Richard Parsons, the Public Ledger, 26 January 1762 [27]
Initially only the Public Ledger reported on the case, but once it became known that noblemen had taken an interest and visited the ghost at Mr Bray's house on 14 January, the story began to appear in other newspapers. The St. James's Chronicle and the London Chronicle printed reports from 16 to 19 January (the latter the more sceptical of the two), and Lloyd's Evening Post from 18 to 20 January. The story spread across London and by the middle of January the crowds gathered outside the property were such that Cock Lane was rendered impassable. Parsons charged visitors an entrance fee to "talk" with the ghost, which, it was reported, did not disappoint. [17] [28] [29] After receiving several requests to intercede, Samuel Fludyer, Lord Mayor of London, was on 23 January approached by Alderman Gosling, John Moore and Parsons. They told him of their experiences but Fludyer was reminded of the then recent case of fraudster Elizabeth Canning and refused to have Kent or Parsons arrested (on charges of murder and conspiracy respectively). Instead, against a backdrop of hysteria caused in part by the newspapers' relentless reporting of the case, he ordered that Elizabeth be tested at Aldrich's house. Meanwhile, Elizabeth was again the subject of study, in two séances held 23–24 January. [30] Parsons accepted the Lord Mayor's decision, but asked that "some persons connected with the girl might be permitted to be there, to divert her in the day-time". This was refused, as were two similar requests, Aldrich and Penn insisting that they would accept only "any person or persons, of strict character and reputation, who are housekeepers". Aldrich and Penn's account of their negotiations with Parsons clearly perturbed the clerk, as he defended his actions in the Public Ledger . This prompted Aldrich and Penn to issue a pointed retort in Lloyd's Evening Post: "We are greatly puzzled to find Mr. Parsons asserting that he hath been always willing to deliver up the child, when he refused a gentleman on Wednesday evening the 20th inst. [...] What is to be understood, by requiring security"? [27]
Elizabeth was taken on 26 January to the house of Jane Armstrong, sleeping there in a hammock.
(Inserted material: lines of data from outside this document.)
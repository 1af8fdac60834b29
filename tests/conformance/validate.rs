use super::common::{load_cases, read_input};
use oasdoc::Problem;
use serde_json::Value;

/// A single validation case from the fixture suite.
#[derive(Debug, serde::Deserialize)]
struct TestCase {
    id: String,
    name: String,
    #[serde(default)]
    generation: Option<String>,
    input: Value,
    expected: Expected,
}

#[derive(Debug, serde::Deserialize)]
struct Expected {
    #[serde(default)]
    valid: Option<bool>,
    #[serde(default)]
    problems: Vec<ExpectedProblem>,
}

#[derive(Debug, serde::Deserialize)]
struct ExpectedProblem {
    code: String,
    path: String,
    #[serde(default)]
    property: Option<String>,
}

impl ExpectedProblem {
    fn matches(&self, problem: &Problem) -> bool {
        problem.code == self.code
            && problem.path.to_string() == self.path
            && match &self.property {
                Some(property) => problem.property.as_deref() == Some(property.as_str()),
                None => true,
            }
    }
}

#[test]
fn validate_fixture_suite() {
    let cases: Vec<TestCase> = load_cases("validate.yaml");
    assert!(!cases.is_empty());

    let mut failed = 0;
    for case in &cases {
        let mut doc = read_input(&case.input, case.generation.as_deref());
        let problems = oasdoc::validate(&mut doc);
        let mut case_ok = true;

        if case.expected.valid == Some(true) && !problems.is_empty() {
            eprintln!(
                "  FAIL [{}] {}: expected valid but got {} problems",
                case.id,
                case.name,
                problems.len()
            );
            case_ok = false;
        }
        for expected in &case.expected.problems {
            if !problems.iter().any(|p| expected.matches(p)) {
                eprintln!(
                    "  FAIL [{}] {}: expected {} at {:?} ({:?}) not found",
                    case.id, case.name, expected.code, expected.path, expected.property
                );
                case_ok = false;
            }
        }
        if !case_ok {
            eprintln!("    Actual problems:");
            for p in &problems {
                eprintln!("      - {} at {:?} ({:?}): {}", p.code, p.path.to_string(), p.property, p.message);
            }
            failed += 1;
        }
    }

    eprintln!("Validation fixtures: {} cases, {} failed", cases.len(), failed);
    assert_eq!(failed, 0, "{} validation fixture(s) failed", failed);
}
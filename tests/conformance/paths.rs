use super::common::{load_cases, read_input};
use oasdoc::{NodePath, path_of};
use serde_json::Value;

#[derive(Debug, serde::Deserialize)]
struct TestCase {
    id: String,
    name: String,
    #[serde(default)]
    generation: Option<String>,
    input: Value,
    nodes: Vec<ExpectedNode>,
}

#[derive(Debug, serde::Deserialize)]
struct ExpectedNode {
    path: String,
    kind: String,
}

#[test]
fn node_path_fixture_suite() {
    let cases: Vec<TestCase> = load_cases("paths.yaml");
    assert!(!cases.is_empty());

    let mut failed = 0;
    for case in &cases {
        let doc = read_input(&case.input, case.generation.as_deref());
        for expected in &case.nodes {
            let found = NodePath::parse(&expected.path)
                .ok()
                .and_then(|path| path.resolve(&doc));
            let Some(id) = found else {
                eprintln!("  FAIL [{}] {}: {:?} does not resolve", case.id, case.name, expected.path);
                failed += 1;
                continue;
            };
            let kind = doc.node(id).map(|n| n.kind().name()).unwrap_or_default();
            let rendered = path_of(&doc, id).to_string();
            if kind != expected.kind || rendered != expected.path {
                eprintln!(
                    "  FAIL [{}] {}: {:?} is a {} rendered as {:?}, expected a {}",
                    case.id, case.name, expected.path, kind, rendered, expected.kind
                );
                failed += 1;
            }
        }
    }

    assert_eq!(failed, 0, "{} node path fixture(s) failed", failed);
}
use serde::Serialize;
use std::fmt;

use crate::enums::Severity;
use crate::model::NodeId;
use crate::path::NodePath;

/// One reported violation, attached to the node that triggered it.
#[derive(Clone, Debug, PartialEq, Eq, Serialize)]
pub struct Problem {
    pub code: String,
    pub path: NodePath,
    /// Offending property, or `None` for node-level violations.
    pub property: Option<String>,
    pub message: String,
    pub severity: Severity,
    #[serde(skip)]
    pub node: NodeId,
}

impl fmt::Display for Problem {
    fn fmt(&self, f: &mut fmt::Formatter<'_>) -> fmt::Result {
        let path = self.path.to_string();
        let at = if path.is_empty() { "/" } else { path.as_str() };
        match &self.property {
            Some(property) => write!(
                f,
                "[{}] {} ({}.{}): {}",
                self.severity, self.code, at, property, self.message
            ),
            None => write!(f, "[{}] {} ({}): {}", self.severity, self.code, at, self.message),
        }
    }
}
The continued noises strengthened the resolve of the ghost's supporters, while the press's ceaseless reporting of the case continued. Horace Walpole, 4th Earl of Orford, announced that with the Duke of York, Lady Northumberland, Lady Mary Coke and Lord Hertford, he was to visit Cock Lane on 30 January. After struggling through the throngs of interested visitors though, he was ultimately disappointed; the Public Advertiser observed that "the noise is now generally deferred till seven in the morning, it being necessary to vary the time, that the imposition may be the better carried on". [31]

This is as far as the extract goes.